Try it
Out of the lines below, please list those that hold the string "Subtraction".

___ Extracted data

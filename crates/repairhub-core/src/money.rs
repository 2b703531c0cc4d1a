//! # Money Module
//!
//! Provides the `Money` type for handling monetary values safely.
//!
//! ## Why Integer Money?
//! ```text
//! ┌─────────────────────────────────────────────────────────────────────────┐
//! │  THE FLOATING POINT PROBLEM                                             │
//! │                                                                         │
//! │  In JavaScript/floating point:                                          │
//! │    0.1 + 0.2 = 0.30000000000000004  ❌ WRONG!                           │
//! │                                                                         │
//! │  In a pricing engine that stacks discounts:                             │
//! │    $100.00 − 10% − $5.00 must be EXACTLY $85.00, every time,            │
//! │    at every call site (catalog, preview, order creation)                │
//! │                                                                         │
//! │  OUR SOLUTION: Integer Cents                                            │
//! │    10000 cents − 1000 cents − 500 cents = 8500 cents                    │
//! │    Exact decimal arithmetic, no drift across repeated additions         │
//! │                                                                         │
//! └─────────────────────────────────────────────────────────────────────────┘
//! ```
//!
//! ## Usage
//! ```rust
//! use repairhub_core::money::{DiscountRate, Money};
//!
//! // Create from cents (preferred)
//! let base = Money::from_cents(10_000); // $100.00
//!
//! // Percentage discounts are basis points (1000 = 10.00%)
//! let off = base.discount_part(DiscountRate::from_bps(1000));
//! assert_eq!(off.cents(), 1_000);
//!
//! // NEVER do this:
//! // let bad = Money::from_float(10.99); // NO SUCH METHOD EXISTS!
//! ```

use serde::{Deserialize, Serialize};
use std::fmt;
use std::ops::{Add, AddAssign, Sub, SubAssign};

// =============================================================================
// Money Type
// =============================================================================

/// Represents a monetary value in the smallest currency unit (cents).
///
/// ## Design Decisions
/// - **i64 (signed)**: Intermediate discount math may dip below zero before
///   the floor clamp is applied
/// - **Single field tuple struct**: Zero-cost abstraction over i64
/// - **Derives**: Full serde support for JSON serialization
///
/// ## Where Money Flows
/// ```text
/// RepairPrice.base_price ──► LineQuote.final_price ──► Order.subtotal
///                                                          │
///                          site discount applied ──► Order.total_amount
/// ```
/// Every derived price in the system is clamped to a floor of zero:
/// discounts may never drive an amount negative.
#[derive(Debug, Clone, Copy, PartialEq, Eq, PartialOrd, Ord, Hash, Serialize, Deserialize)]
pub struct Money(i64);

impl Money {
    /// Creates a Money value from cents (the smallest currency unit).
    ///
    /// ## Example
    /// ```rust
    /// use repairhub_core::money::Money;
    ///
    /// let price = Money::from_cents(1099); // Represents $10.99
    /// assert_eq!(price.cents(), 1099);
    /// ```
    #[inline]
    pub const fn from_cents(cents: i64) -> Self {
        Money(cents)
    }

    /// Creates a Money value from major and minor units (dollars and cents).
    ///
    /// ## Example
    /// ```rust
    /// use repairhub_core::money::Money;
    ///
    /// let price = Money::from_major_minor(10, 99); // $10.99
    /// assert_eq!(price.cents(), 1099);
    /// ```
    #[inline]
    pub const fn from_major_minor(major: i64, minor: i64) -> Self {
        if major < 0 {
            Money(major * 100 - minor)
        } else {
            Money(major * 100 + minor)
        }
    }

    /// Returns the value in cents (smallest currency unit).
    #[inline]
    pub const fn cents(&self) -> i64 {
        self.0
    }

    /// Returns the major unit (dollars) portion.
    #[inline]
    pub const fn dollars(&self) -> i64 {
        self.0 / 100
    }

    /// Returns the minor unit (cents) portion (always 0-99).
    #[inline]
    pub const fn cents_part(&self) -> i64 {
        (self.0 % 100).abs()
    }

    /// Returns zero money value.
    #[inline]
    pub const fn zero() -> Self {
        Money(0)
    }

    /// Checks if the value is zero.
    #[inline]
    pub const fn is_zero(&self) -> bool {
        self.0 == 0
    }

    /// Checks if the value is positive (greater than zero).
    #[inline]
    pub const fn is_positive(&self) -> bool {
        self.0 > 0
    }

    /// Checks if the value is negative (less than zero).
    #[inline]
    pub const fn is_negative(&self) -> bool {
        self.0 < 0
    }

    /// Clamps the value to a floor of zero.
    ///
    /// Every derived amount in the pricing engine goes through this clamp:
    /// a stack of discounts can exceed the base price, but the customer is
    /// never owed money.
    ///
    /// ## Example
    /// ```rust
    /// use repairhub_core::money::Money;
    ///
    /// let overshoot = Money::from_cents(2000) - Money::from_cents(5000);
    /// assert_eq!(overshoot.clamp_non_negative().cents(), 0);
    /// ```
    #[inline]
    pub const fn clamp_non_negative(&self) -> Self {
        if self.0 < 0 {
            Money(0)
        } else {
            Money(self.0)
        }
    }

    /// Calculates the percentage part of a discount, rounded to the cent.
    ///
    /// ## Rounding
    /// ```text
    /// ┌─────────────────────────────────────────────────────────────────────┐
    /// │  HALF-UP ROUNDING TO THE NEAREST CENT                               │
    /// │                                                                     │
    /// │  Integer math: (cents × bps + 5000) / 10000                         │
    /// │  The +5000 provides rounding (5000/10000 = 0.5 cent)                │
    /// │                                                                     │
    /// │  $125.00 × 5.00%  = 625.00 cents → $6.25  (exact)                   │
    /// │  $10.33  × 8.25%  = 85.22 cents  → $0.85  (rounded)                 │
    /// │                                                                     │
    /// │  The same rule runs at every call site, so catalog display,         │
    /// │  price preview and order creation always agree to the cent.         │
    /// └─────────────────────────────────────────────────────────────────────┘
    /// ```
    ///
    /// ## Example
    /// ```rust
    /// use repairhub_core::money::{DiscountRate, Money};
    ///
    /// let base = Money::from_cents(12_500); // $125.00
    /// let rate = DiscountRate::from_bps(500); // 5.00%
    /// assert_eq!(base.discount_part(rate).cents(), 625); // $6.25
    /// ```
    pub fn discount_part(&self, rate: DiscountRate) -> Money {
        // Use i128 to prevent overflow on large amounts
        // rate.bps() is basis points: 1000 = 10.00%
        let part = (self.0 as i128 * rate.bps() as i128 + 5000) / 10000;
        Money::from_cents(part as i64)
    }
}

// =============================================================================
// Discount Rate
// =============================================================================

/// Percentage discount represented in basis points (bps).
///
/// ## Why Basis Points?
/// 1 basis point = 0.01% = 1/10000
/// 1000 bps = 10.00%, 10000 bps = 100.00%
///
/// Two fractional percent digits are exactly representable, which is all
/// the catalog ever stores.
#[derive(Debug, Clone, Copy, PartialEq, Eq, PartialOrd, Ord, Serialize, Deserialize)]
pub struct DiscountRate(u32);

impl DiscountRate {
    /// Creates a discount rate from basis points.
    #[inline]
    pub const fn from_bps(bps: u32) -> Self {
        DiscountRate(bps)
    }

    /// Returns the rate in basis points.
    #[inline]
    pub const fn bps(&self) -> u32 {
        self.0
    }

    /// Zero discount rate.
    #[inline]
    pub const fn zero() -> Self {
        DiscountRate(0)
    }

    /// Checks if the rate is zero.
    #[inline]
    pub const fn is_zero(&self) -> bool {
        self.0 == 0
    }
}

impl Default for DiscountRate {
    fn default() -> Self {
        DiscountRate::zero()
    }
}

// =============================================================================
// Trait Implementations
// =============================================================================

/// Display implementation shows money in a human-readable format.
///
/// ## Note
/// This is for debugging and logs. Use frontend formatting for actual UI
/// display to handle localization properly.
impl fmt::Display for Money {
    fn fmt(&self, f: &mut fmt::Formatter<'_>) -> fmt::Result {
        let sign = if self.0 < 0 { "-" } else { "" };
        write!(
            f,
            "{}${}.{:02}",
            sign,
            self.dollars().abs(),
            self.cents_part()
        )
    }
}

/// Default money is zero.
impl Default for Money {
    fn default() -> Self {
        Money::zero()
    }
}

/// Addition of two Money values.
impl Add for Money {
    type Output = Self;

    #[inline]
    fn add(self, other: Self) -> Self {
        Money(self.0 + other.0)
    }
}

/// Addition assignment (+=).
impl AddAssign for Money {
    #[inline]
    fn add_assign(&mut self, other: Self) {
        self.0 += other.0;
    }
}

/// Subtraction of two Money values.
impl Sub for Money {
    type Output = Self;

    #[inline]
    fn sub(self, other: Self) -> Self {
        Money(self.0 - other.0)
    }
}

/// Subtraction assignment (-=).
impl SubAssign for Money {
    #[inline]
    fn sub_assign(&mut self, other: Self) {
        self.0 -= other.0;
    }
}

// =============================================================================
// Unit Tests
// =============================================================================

______

Task result
/// Subtraction of two Money values.
/// Subtraction assignment (-=).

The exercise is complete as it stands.